SkaredCast askes the question, would you throw a game? More after the break.
The SkaredCast post. Make sure you check out his blog, it’s pretty great.
On Sunday I posed a question to everyone on the editorial. What would you do if your opponent is already badly loosing the game from the start of the game? Bad rolls, bad deployment… these are some of the things that can sour a game quite quickly for your opponent. Now, I personally feel bad for my opponent (especially if they are being very vocal about it) and I usually start to make tactically “bad” moves. I will charge units that I should shoot, I would move units into the open to dash for objectives that are not important, or will forget to shoot with things.

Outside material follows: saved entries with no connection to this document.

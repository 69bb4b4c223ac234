//! Wire message kinds and the length-prefixed frame codec.
//!
//! Encoding uses `bincode` as the closest analog, in this corpus, to the
//! original implementation's hand-rolled struct packing. Encryption is
//! represented by [`EncryptionKey`] and a keystream XOR applied to the body
//! bytes; this is **not** authenticated encryption, it exists only so the
//! interface shape (a pre-shared symmetric key that makes decoding with the
//! wrong key fail) is present without claiming cryptographic soundness real
//! AEAD wiring is explicitly out of scope.

use serde::{Deserialize, Serialize};

use crate::error::{Error, Result};
use crate::membership::Metadata;

/// Fixed 8-byte frame header: 4-byte little-endian total length (including
/// the header itself), a 1-byte message-kind tag, a 1-byte format/version,
/// and 2 reserved bytes.
const HEADER_LEN: usize = 8;
const FORMAT_VERSION: u8 = 1;

/// A pre-shared symmetric key used to obfuscate wire payloads.
pub type EncryptionKey = [u8; 32];

/// One message as carried in a frame body.
#[derive(Debug, Clone, PartialEq, Serialize, Deserialize)]
pub enum Message {
    /// Announces a node is alive, or refutes a suspicion/death report.
    Alive {
        node: String,
        incarnation: u64,
        host: String,
        port: u16,
        metadata: Metadata,
    },
    /// Reports a node as suspected of having failed.
    Suspect {
        node: String,
        incarnation: u64,
        sender: String,
    },
    /// Reports a node as confirmed (or presumed) dead.
    Dead {
        node: String,
        incarnation: u64,
        sender: String,
    },
    /// A direct liveness probe.
    Ping {
        seq: u64,
        target: String,
        sender: String,
        sender_addr: (String, u16),
    },
    /// An indirect liveness probe relayed through a third node.
    PingReq {
        seq: u64,
        target: String,
        target_addr: (String, u16),
        sender: String,
        sender_addr: (String, u16),
    },
    /// A positive probe response, correlated by `seq`.
    Ack { seq: u64, sender: String },
    /// A negative probe response, correlated by `seq`.
    Nack { seq: u64, sender: String },
    /// An opaque user payload.
    User { data: Vec<u8>, sender: String },
    /// Full membership snapshot, exchanged over TCP only.
    Sync { nodes: Vec<SyncEntry> },
}

/// One node's state as carried in a [`Message::Sync`] snapshot.
#[derive(Debug, Clone, PartialEq, Serialize, Deserialize)]
pub struct SyncEntry {
    pub node: String,
    pub host: String,
    pub port: u16,
    pub version: u32,
    pub incarnation: u64,
    pub status: crate::membership::NodeStatus,
    pub metadata: Metadata,
}

fn kind_tag(message: &Message) -> u8 {
    match message {
        Message::Alive { .. } => 0,
        Message::Suspect { .. } => 1,
        Message::Dead { .. } => 2,
        Message::Ping { .. } => 3,
        Message::PingReq { .. } => 4,
        Message::Ack { .. } => 5,
        Message::Nack { .. } => 6,
        Message::User { .. } => 7,
        Message::Sync { .. } => 8,
    }
}

fn keystream_xor(buf: &mut [u8], key: &EncryptionKey) {
    for (i, byte) in buf.iter_mut().enumerate() {
        *byte ^= key[i % key.len()];
    }
}

/// Encode one message into a self-contained frame (header + body).
pub fn encode(message: &Message, key: Option<&EncryptionKey>) -> Result<Vec<u8>> {
    let mut body =
        bincode::serialize(message).map_err(|err| Error::Decode(format!("encode: {err}")))?;
    if let Some(key) = key {
        keystream_xor(&mut body, key);
    }

    let total_len = HEADER_LEN + body.len();
    let mut frame = Vec::with_capacity(total_len);
    frame.extend_from_slice(&(total_len as u32).to_le_bytes());
    frame.push(kind_tag(message));
    frame.push(FORMAT_VERSION);
    frame.extend_from_slice(&[0u8; 2]);
    frame.extend_from_slice(&body);
    Ok(frame)
}

/// Decode exactly one frame from the front of `buf`, returning the message
/// and the number of bytes consumed.
pub fn decode_one(buf: &[u8], key: Option<&EncryptionKey>) -> Result<(Message, usize)> {
    if buf.len() < HEADER_LEN {
        return Err(Error::Decode("frame shorter than header".into()));
    }
    let total_len = u32::from_le_bytes(buf[0..4].try_into().unwrap()) as usize;
    if total_len < HEADER_LEN || total_len > buf.len() {
        return Err(Error::Decode(format!(
            "invalid frame length {total_len} (buffer has {})",
            buf.len()
        )));
    }
    let version = buf[5];
    if version != FORMAT_VERSION {
        return Err(Error::Decode(format!("unsupported format version {version}")));
    }

    let mut body = buf[HEADER_LEN..total_len].to_vec();
    if let Some(key) = key {
        keystream_xor(&mut body, key);
    }
    let message: Message =
        bincode::deserialize(&body).map_err(|err| Error::Decode(format!("decode: {err}")))?;
    Ok((message, total_len))
}

/// Decode every frame packed into `buf` (a UDP datagram may carry several).
///
/// Stops at the first undecodable frame rather than attempting to
/// resynchronize past an unknown length prefix: a corrupt length field
/// makes the start of the next frame unknowable.
pub fn decode_all(buf: &[u8], key: Option<&EncryptionKey>) -> Vec<Message> {
    let mut messages = Vec::new();
    let mut offset = 0;
    while offset < buf.len() {
        match decode_one(&buf[offset..], key) {
            Ok((message, consumed)) => {
                messages.push(message);
                offset += consumed;
            }
            Err(_) => break,
        }
    }
    messages
}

This is not because I dont want to win, there is something about “overly” winning that I would like to avoid. There is no point for me to listen to my opponent whine for 2 hours and there is no point in them feeling miserable for that long either. The issue that I pose to you becomes even more complicated… say you end up loosing the game because of these “bad” moves or tactical choices, now you know that you could have continued to press the advantage and massacre your opponent (something that you should expect to do in a tournament in this situation) but in a friendly… what if it suddenly becomes something that is boasted on?! How would you feel and what would you do?Personally, I just shake hands, say good game “good comeback” and look forward to the next one.

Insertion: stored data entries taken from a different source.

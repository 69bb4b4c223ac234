//! Thin tokio-based UDP/TCP listener wrappers driven by `ClusterCore`.
//!
//! This is the "networking glue" the core consumes; it owns no membership
//! logic of its own, only socket lifecycle and raw byte shuttling.

mod tcp;
mod udp;

pub use tcp::{read_frame, write_frame, TcpLayer};
pub use udp::{UdpLayer, MAX_DATAGRAM_SIZE};

/// Best-effort discovery of this host's non-loopback local IP address, used
/// to resolve an advertised address when the bind address is `"0.0.0.0"`.
/// This is explicitly a stand-in for real interface enumeration (out of
/// scope per the crate's purpose): it opens a UDP socket "connected" to a
/// well-known public address purely to let the OS routing table pick a
/// local source address, without sending any traffic.
pub fn default_local_ip() -> Option<std::net::IpAddr> {
    let socket = std::net::UdpSocket::bind("0.0.0.0:0").ok()?;
    socket.connect("8.8.8.8:80").ok()?;
    socket.local_addr().ok().map(|addr| addr.ip())
}

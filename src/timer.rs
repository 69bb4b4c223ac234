//! Single-shot deferred callback, as used for the suspicion timeout.

use std::future::Future;
use std::pin::Pin;
use std::sync::Arc;
use std::time::Duration;

use parking_lot::Mutex;
use tokio::task::JoinHandle;
use tokio::time::Instant;

type BoxFuture = Pin<Box<dyn Future<Output = ()> + Send>>;

/// A single-shot timer bound to a duration and a callback.
///
/// `start()` schedules the callback to run after the configured duration
/// and may only be called once per instance. `stop()`/`reset()` cancel the
/// backing task (idempotent). The callback may return a future; it is
/// spawned to completion on the ambient tokio runtime rather than awaited
/// inline, so `Timer` itself never blocks on the callback.
pub struct Timer {
    duration: Mutex<Duration>,
    callback: Arc<dyn Fn() -> BoxFuture + Send + Sync>,
    handle: Mutex<Option<JoinHandle<()>>>,
    started_at: Mutex<Option<Instant>>,
}

impl Timer {
    /// Create a new, unstarted timer.
    pub fn new<F, Fut>(duration: Duration, callback: F) -> Self
    where
        F: Fn() -> Fut + Send + Sync + 'static,
        Fut: Future<Output = ()> + Send + 'static,
    {
        Self {
            duration: Mutex::new(duration),
            callback: Arc::new(move || Box::pin(callback())),
            handle: Mutex::new(None),
            started_at: Mutex::new(None),
        }
    }

    /// Arm the timer. May only be called once; calling it again on an
    /// already-started timer is a usage bug in the caller.
    pub fn start(&self) {
        debug_assert!(
            self.handle.lock().is_none(),
            "Timer::start called more than once"
        );
        let duration = *self.duration.lock();
        self.arm(duration);
    }

    /// Cancel and re-arm with a new duration. Updates the duration
    /// `remaining()` reports against.
    pub fn reset(&self, duration: Duration) {
        self.stop();
        *self.duration.lock() = duration;
        self.arm(duration);
    }

    fn arm(&self, duration: Duration) {
        let callback = self.callback.clone();
        *self.started_at.lock() = Some(Instant::now());
        let task = tokio::spawn(async move {
            tokio::time::sleep(duration).await;
            tokio::spawn(callback());
        });
        *self.handle.lock() = Some(task);
    }

    /// Cancel a pending firing. Idempotent.
    pub fn stop(&self) {
        if let Some(handle) = self.handle.lock().take() {
            handle.abort();
        }
    }

    /// Seconds until firing: the full duration if not yet started, 0 if
    /// elapsed.
    pub fn remaining(&self) -> Duration {
        let duration = *self.duration.lock();
        match *self.started_at.lock() {
            None => duration,
            Some(started) => {
                let elapsed = started.elapsed();
                duration.saturating_sub(elapsed)
            }
        }
    }
}

impl Drop for Timer {
    fn drop(&mut self) {
        self.stop();
    }
}

#[cfg(test)]
mod tests {
    use super::*;
    use std::sync::atomic::{AtomicBool, Ordering};

    #[tokio::test]
    async fn fires_after_duration() {
        let fired = Arc::new(AtomicBool::new(false));
        let fired_clone = fired.clone();
        let timer = Timer::new(Duration::from_millis(20), move || {
            let fired = fired_clone.clone();
            async move {
                fired.store(true, Ordering::SeqCst);
            }
        });
        timer.start();
        tokio::time::sleep(Duration::from_millis(60)).await;
        assert!(fired.load(Ordering::SeqCst));
    }

    #[tokio::test]
    async fn stop_prevents_firing() {
        let fired = Arc::new(AtomicBool::new(false));
        let fired_clone = fired.clone();
        let timer = Timer::new(Duration::from_millis(20), move || {
            let fired = fired_clone.clone();
            async move {
                fired.store(true, Ordering::SeqCst);
            }
        });
        timer.start();
        timer.stop();
        tokio::time::sleep(Duration::from_millis(60)).await;
        assert!(!fired.load(Ordering::SeqCst));
    }

    #[tokio::test]
    async fn remaining_is_full_duration_before_start() {
        let timer = Timer::new(Duration::from_secs(5), || async {});
        assert_eq!(timer.remaining(), Duration::from_secs(5));
    }

    #[tokio::test]
    async fn reset_updates_the_duration_remaining_reports_against() {
        let timer = Timer::new(Duration::from_secs(5), || async {});
        timer.start();
        timer.reset(Duration::from_millis(50));
        assert!(timer.remaining() <= Duration::from_millis(50));
    }
}
//! `ClusterCore`: the top-level orchestrator.
//!
//! Schedules probes and full-state sync, receives datagrams and streams,
//! dispatches typed messages into [`crate::membership::NodeManager`], and
//! piggy-backs pending gossip onto outgoing datagrams.

use std::collections::HashMap;
use std::net::SocketAddr;
use std::sync::atomic::{AtomicBool, AtomicUsize, Ordering};
use std::sync::Arc;
use std::time::Duration;

use futures::future::join_all;
use tokio::sync::{oneshot, Mutex as AsyncMutex, RwLock as AsyncRwLock};
use tokio::task::JoinHandle;
use tokio::time::timeout;
use tracing::{debug, error, info, warn};

use crate::broadcast::BroadcastQueue;
use crate::config::Config;
use crate::error::{Error, Result};
use crate::events::{ClusterEvent, EventBus, EventHandler};
use crate::membership::{select_random, Metadata, Node, NodeManager, NodeStatus, SuspicionTiming};
use crate::net::{self, TcpLayer, UdpLayer};
use crate::sequence::SequenceGenerator;
use crate::wire::{self, Message, SyncEntry};

/// Target UDP datagram size; gossip is packed up to this minus the primary
/// payload's length.
const UDP_BUDGET_BYTES: usize = 512;
/// Above this size a USER payload always goes over TCP.
const USER_TCP_THRESHOLD: usize = 65000;

/// The top-level, per-process cluster membership coordinator.
pub struct ClusterCore {
    config: Config,
    node_manager: Arc<AsyncRwLock<NodeManager>>,
    broadcast: Arc<BroadcastQueue>,
    events: Arc<EventBus>,
    probe_seq: SequenceGenerator,
    waiters: AsyncMutex<HashMap<u64, oneshot::Sender<bool>>>,
    udp: AsyncMutex<Option<Arc<UdpLayer>>>,
    tcp: AsyncMutex<Option<Arc<TcpLayer>>>,
    tasks: AsyncMutex<Vec<JoinHandle<()>>>,
    running: AtomicBool,
    probe_cursor: AtomicUsize,
    local_addr: AsyncMutex<Option<(String, u16)>>,
}
//! A SWIM-style decentralized cluster-membership and failure-detection
//! core.
//!
//! Each process ("node") maintains an eventually-consistent view of the
//! live membership of its cluster, disseminates state changes via
//! piggy-backed gossip on UDP datagrams, and exchanges full-state
//! snapshots over TCP to bootstrap and repair divergences. This crate is
//! the failure-detection and state-convergence core: the probe /
//! indirect-probe state machine, incarnation numbers and suspicion timers,
//! the piggy-backed broadcast queue, and concurrent dispatch of datagram
//! and stream messages.
//!
//! Out of scope: a CLI/daemon wrapper, a hardened wire codec, structured
//! configuration loading, a logging backend, user-payload semantics beyond
//! delivery, and address/interface discovery beyond a best-effort stub.
//!
//! ## Quick start
//!
//! ```no_run
//! use tattle_rs::{ClusterCore, Config};
//!
//! #[tokio::main]
//! async fn main() -> tattle_rs::Result<()> {
//!     let config = Config {
//!         node_name: "a".to_string(),
//!         bind_address: "127.0.0.1".to_string(),
//!         bind_port: 7946,
//!         ..Config::default()
//!     };
//!     let core = ClusterCore::new(config)?;
//!     core.start().await?;
//!     core.join(&[("127.0.0.1".to_string(), 7947)]).await?;
//!     core.stop().await;
//!     Ok(())
//! }
//! ```

#![warn(missing_docs)]
#![warn(rust_2018_idioms)]
#![warn(clippy::all)]
#![allow(clippy::type_complexity)]

pub mod broadcast;
pub mod config;
pub mod core;
pub mod error;
pub mod events;
pub mod membership;
pub mod net;
pub mod sequence;
pub mod timer;
pub mod wire;

pub use config::Config;
pub use core::ClusterCore;
pub use error::{Error, Result};
pub use events::{ClusterEvent, EventBus, EventHandler};
pub use membership::{Metadata, Node, NodeManager, NodeStatus};
//! In-process pub/sub for node lifecycle events.

use std::collections::HashMap;
use std::sync::Arc;

use async_trait::async_trait;
use tokio::sync::RwLock;
use tracing::error;

use crate::error::Result;
use crate::membership::Node;

/// The lifecycle events a [`crate::core::ClusterCore`] emits.
#[derive(Debug, Clone)]
pub enum ClusterEvent {
    /// A node transitioned to (or was discovered as) ALIVE.
    NodeAlive(Node),
    /// A node transitioned to SUSPECT.
    NodeSuspect(Node),
    /// A node transitioned to DEAD.
    NodeDead(Node),
    /// A USER payload arrived, delivered to any subscriber of `"user"`.
    User {
        /// Name of the node that sent the payload.
        sender: String,
        /// Opaque payload bytes.
        data: Vec<u8>,
    },
}

impl ClusterEvent {
    fn name(&self) -> &'static str {
        match self {
            ClusterEvent::NodeAlive(_) => "node.alive",
            ClusterEvent::NodeSuspect(_) => "node.suspect",
            ClusterEvent::NodeDead(_) => "node.dead",
            ClusterEvent::User { .. } => "user",
        }
    }
}

/// A registered observer of cluster lifecycle events.
///
/// A handler that returns `Err` is logged and does not affect the
/// remaining handlers, nor membership state.
#[async_trait]
pub trait EventHandler: Send + Sync {
    /// Handle one event.
    async fn handle(&self, event: ClusterEvent) -> Result<()>;
}

/// Registry of event handlers keyed by event name, with `emit` fanning the
/// event out to every handler registered for it.
#[derive(Default)]
pub struct EventBus {
    handlers: RwLock<HashMap<&'static str, Vec<Arc<dyn EventHandler>>>>,
}

impl EventBus {
    /// Create an empty bus.
    pub fn new() -> Self {
        Self {
            handlers: RwLock::new(HashMap::new()),
        }
    }

    /// Register a handler for the given event's name (`"node.alive"`,
    /// `"node.suspect"`, `"node.dead"`).
    pub async fn on(&self, event_name: &'static str, handler: Arc<dyn EventHandler>) {
        self.handlers
            .write()
            .await
            .entry(event_name)
            .or_default()
            .push(handler);
    }

    /// Deregister every handler pointer-equal to `handler` for the given
    /// event name.
    pub async fn off(&self, event_name: &'static str, handler: &Arc<dyn EventHandler>) {
        if let Some(list) = self.handlers.write().await.get_mut(event_name) {
            list.retain(|existing| !Arc::ptr_eq(existing, handler));
        }
    }

    /// Invoke every handler registered for this event's name. Errors are
    /// logged and do not prevent the remaining handlers from running.
    pub async fn emit(&self, event: ClusterEvent) {
        let name = event.name();
        let handlers = self.handlers.read().await;
        let Some(list) = handlers.get(name) else {
            return;
        };
        for handler in list {
            if let Err(err) = handler.handle(event.clone()).await {
                error!(event = name, error = %err, "event handler returned an error");
            }
        }
    }
}

#[cfg(test)]
mod tests {
    use super::*;
    use std::sync::atomic::{AtomicUsize, Ordering};
    use std::time::SystemTime;

    fn sample_node(name: &str) -> Node {
        Node {
            name: name.into(),
            host: "127.0.0.1".to_string(),
            port: 7946,
            incarnation: 1,
            version: 1,
            metadata: Default::default(),
            status: crate::membership::NodeStatus::Alive,
            status_changed_at: SystemTime::now(),
        }
    }

    struct CountingHandler(Arc<AtomicUsize>);

    #[async_trait]
    impl EventHandler for CountingHandler {
        async fn handle(&self, _event: ClusterEvent) -> Result<()> {
            self.0.fetch_add(1, Ordering::SeqCst);
            Ok(())
        }
    }

    struct FailingHandler;

    #[async_trait]
    impl EventHandler for FailingHandler {
        async fn handle(&self, _event: ClusterEvent) -> Result<()> {
            Err(crate::error::Error::Protocol("boom".into()))
        }
    }

    #[tokio::test]
    async fn emits_to_all_registered_handlers_for_matching_name() {
        let bus = EventBus::new();
        let count = Arc::new(AtomicUsize::new(0));
        bus.on("node.alive", Arc::new(CountingHandler(count.clone())))
            .await;
        bus.on("node.alive", Arc::new(CountingHandler(count.clone())))
            .await;
        bus.on("node.dead", Arc::new(CountingHandler(count.clone())))
            .await;

        bus.emit(ClusterEvent::NodeAlive(sample_node("a"))).await;

        assert_eq!(count.load(Ordering::SeqCst), 2);
    }

    #[tokio::test]
    async fn one_failing_handler_does_not_block_others() {
        let bus = EventBus::new();
        let count = Arc::new(AtomicUsize::new(0));
        bus.on("node.suspect", Arc::new(FailingHandler)).await;
        bus.on("node.suspect", Arc::new(CountingHandler(count.clone())))
            .await;

        bus.emit(ClusterEvent::NodeSuspect(sample_node("a"))).await;

        assert_eq!(count.load(Ordering::SeqCst), 1);
    }
}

I have, one hundred percent, thrown a game. Not to go on a tangent, but it reminds me of sumo-wrestlers. Let me back up, it’s from a passage of one of my favorite books- Freakonomics. In one passage they explore statistical analysis of sumo-wrestlers in order to identify cheaters. A study had been done and in a sport dedicated to honor, cheating was found to be rampant. Higher class wrestlers were purposefully losing to lower class wrestlers. Why? So the lower class could move up, if you don’t move up in the sumo world then eventually you’ll get cut out. Once the study came out, it rocked the Sumo world.
Now to bring it back to 40k- that study was about incentives. For the lower class wrestlers all the incentive was to win win win, for the upper class -as long as you met the status quo and stayed where you were, losing a couple wasn’t the end of the world. I have been in major victories and major defeats, and I can tell you the defeats easily stay with you longer. No one wants to lose badly, it just isn’t any fun. What incentive will your friends have to play if they know they are going to get smashed? /ragequite is never something you want to force on an opponent. You have someone in your gaming group- that Black Templar or Sisters of Battle player- that everyone just beats. Everyone has at least one of those players in their club. Don’t you want them to stick around? Consider throwing a game, or at least not winning so handedly.